First, he and his team want to see growing numbers of people who are inspired to “build belonging in their communities and actively engage in opportunities to do so.” At the community level, ON stakeholders will be on the lookout for more examples of multi-ethnic, multifaith or multigenerational solidarity, reflecting what Hsu called Americans’ rejection of the “divide-and-conquer playbook in favor of what surveys tell us the majority of people want, which is deeper connection, equality and respect.”
Hsu also wants an ecosystem where “belonging innovators” are resilient and well-resourced. “They do work that philanthropy sometimes treats as invisible because it’s hard to measure,” he said. “So we want to see a blossoming of investment in 21st century civic infrastructure that supports community-level aspirations to build belonging.”
Belonging may be harder to measure than, say, tracking the percentage of Americans who trust the media, but practitioners have made great strides in recent years. Hsu referenced “The Belonging Barometer,” a report from the American Immigration Council and Over Zero that, among other things, gauges the state of belonging across five life settings — family, friends, workplace, local community and the nation. “It disaggregates all the pieces that go into belonging at the individual community and societal levels,” Hsu said.

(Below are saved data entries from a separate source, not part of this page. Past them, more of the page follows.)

use crate::hi::handler::HandlerError;
use crate::s11n::RecordType;

use std::io;

/// Everything that can go wrong while serving FastCGI.
///
/// Protocol and transport errors are fatal to the connection they occur on: the stream can't be
/// resynchronized, so the connection is closed right after the error is reported. Application
/// errors are reported too, but the request still gets a 500 reply and the connection lives on.
#[derive(Debug, thiserror::Error)]
pub enum Error {
    #[error("protocol version mismatch: expected 1, got {0}")]
    ProtocolVersionMismatch(u8),

    #[error("received duplicate BEGIN-REQUEST for #{0}")]
    DuplicateRequest(u16),

    #[error("received {record_type:?} record on un-begun request #{request_id}")]
    UnknownRequest { record_type: RecordType, request_id: u16 },

    #[error("only the RESPONDER role is supported, got role {0}")]
    UnsupportedRole(u16),

    #[error("unexpected record type {record_type} on request #{request_id}")]
    UnexpectedFrameType { record_type: u8, request_id: u16 },

    #[error("malformed record: {0}")]
    MalformedFrame(String),

    #[error("record type {record_type} content not fully consumed ({remaining} bytes left)")]
    ContentNotConsumed { record_type: u8, remaining: usize },

    #[error("broken pipe or closed connection")]
    BrokenPipe,

    #[error("response for request #{0} does not have a body")]
    MissingBody(u16),

    #[error("handler failed to produce a response: {0}")]
    BadResponse(#[source] HandlerError),

    #[error("deferred response was rejected: {0}")]
    AsyncHandlerRejected(#[source] HandlerError),

    #[error("name-value pair length {0:#x} can't be encoded")]
    NameValueTooLong(usize),

    #[error("could not bind listen socket to {addr}: {source}")]
    Bind { addr: String, #[source] source: io::Error },

    #[error("could not accept() connection: {0}")]
    Accept(#[source] io::Error),

    #[error("I/O error: {0}")]
    Io(#[from] io::Error),
}

impl Error {
    /// Whether the connection the error happened on has to be closed.
    pub fn is_fatal(&self) -> bool {
        match self {
            Error::ProtocolVersionMismatch(_)
                | Error::BadResponse(_)
                | Error::AsyncHandlerRejected(_) => false,
            _ => true,
        }
    }
}

#[cfg(test)]
mod tests {
    use super::*;

    #[test]
    fn fatality() {
        assert!(Error::DuplicateRequest(1).is_fatal());
        assert!(Error::BrokenPipe.is_fatal());
        assert!(Error::MissingBody(1).is_fatal());
        assert!(!Error::ProtocolVersionMismatch(2).is_fatal());
        assert!(!Error::BadResponse("nope".into()).is_fatal());
        assert!(!Error::AsyncHandlerRejected("nope".into()).is_fatal());
    }

    #[test]
    fn messages() {
        let e = Error::UnknownRequest { record_type: RecordType::Stdin, request_id: 4 };
        assert_eq!(e.to_string(), "received Stdin record on un-begun request #4");
        assert_eq!(Error::DuplicateRequest(9).to_string(), "received duplicate BEGIN-REQUEST for #9");
    }
}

For Jawando, society is currently wired in such a way that “we go straight to polarization.” But by measuring levels of belonging, “there can be a different kind of framing. Where are the communities that have done this? Are there opportunities to build that at scale? We think there are enough bright, shining lights that can buttress some of the divisions we’re seeing.”
“Meet That Deep Yearning”
Looking ahead, Hsu said future subsequent grantmaking iterations will focus on supporting “creative visioning” and innovation. “Some of the earlier-stage experiments and pilots haven’t moved into the mainstream yet, and there’s some pretty interesting work around rural/urban collaboration, multi-generational governance and digital civic infrastructure that’s being adopted around the world.”
Upcoming cycles will also include open calls for proposals to allow ON to expand its reach beyond its existing networks. “We see multifunder collaborations as a big piece of our work, but are being intentional to make sure that our networks look different,” Jawando said, adding that she envisions ON will use its bully pulpit to lobby for greater public and private investment in the belonging space. “There is a desire among philanthropy and even private actors to figure this out,” Jawando said.

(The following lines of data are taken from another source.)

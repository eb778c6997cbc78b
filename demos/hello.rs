extern crate tokio_fcgi_responder;
use tokio_fcgi_responder::*;

extern crate env_logger;
extern crate tokio;

use std::sync::atomic::{AtomicUsize, Ordering};

struct HelloHandler {
    request_count: AtomicUsize,
}

impl HelloHandler {
    pub fn new() -> HelloHandler {
        HelloHandler {
            request_count: AtomicUsize::new(1),
        }
    }
}

impl FastcgiRequestHandler for HelloHandler {
    fn on_open(&self, connection: &ConnectionInfo) {
        println!("New connection: {:?}", connection);
    }

    fn on_request(&self, request: Request, _connection: &ConnectionInfo)
        -> Result<Reply, HandlerError>
    {
        let count = self.request_count.fetch_add(1, Ordering::SeqCst);
        let body = format!("Hello from {:?}: {}\n", request.uri().unwrap_or("?"), count);
        Ok(Response::new(body)
            .with_header("Content-Type", "text/plain")
            .into())
    }

    fn on_close(&self, connection: &ConnectionInfo) {
        println!("Connection {} closed", connection.id);
    }
}

#[tokio::main]
async fn main() {
    env_logger::init();

    let server = Server::new(HelloHandler::new());
    if let Err(e) = server.listen("127.0.0.1", 9000).await {
        eprintln!("failed to run the server: {}", e);
    }
}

To help “make the case,” ON will build out a body of best practices and key insights. It publishes “points of view” for its other focus areas, and Hsu expects it will lay out a similar document for how leaders envision Building Cultures of Belonging into the 21st century sometime the next year. “You’re going to see us pursuing much more explicitly key intersections with our reimagining capitalism and responsible tech points of view around things like economic connectedness or civic infrastructure that aligns with our vision of a healthy digital ecosystem,” he said.
I asked Hsu to reflect on ON’s work thus far, and he pointed me to a quote from Pop Culture Collaborative CEO Bridgit Antoinette Evans. Individuals, regardless of race or economic status, have what Evans calls a “deep yearning” for a just and pluralistic society.
“It’s our job,” Hsu said, “to meet that deep yearning.” Jawando agreed. “The ‘moonshot thinking’ is, ‘We want to try something new because what we’ve done is not enough. We feel the urgency, we feel the toxicity, and want to shift the atmosphere in the ecosystem.’ And so I think this is the moment to do that.”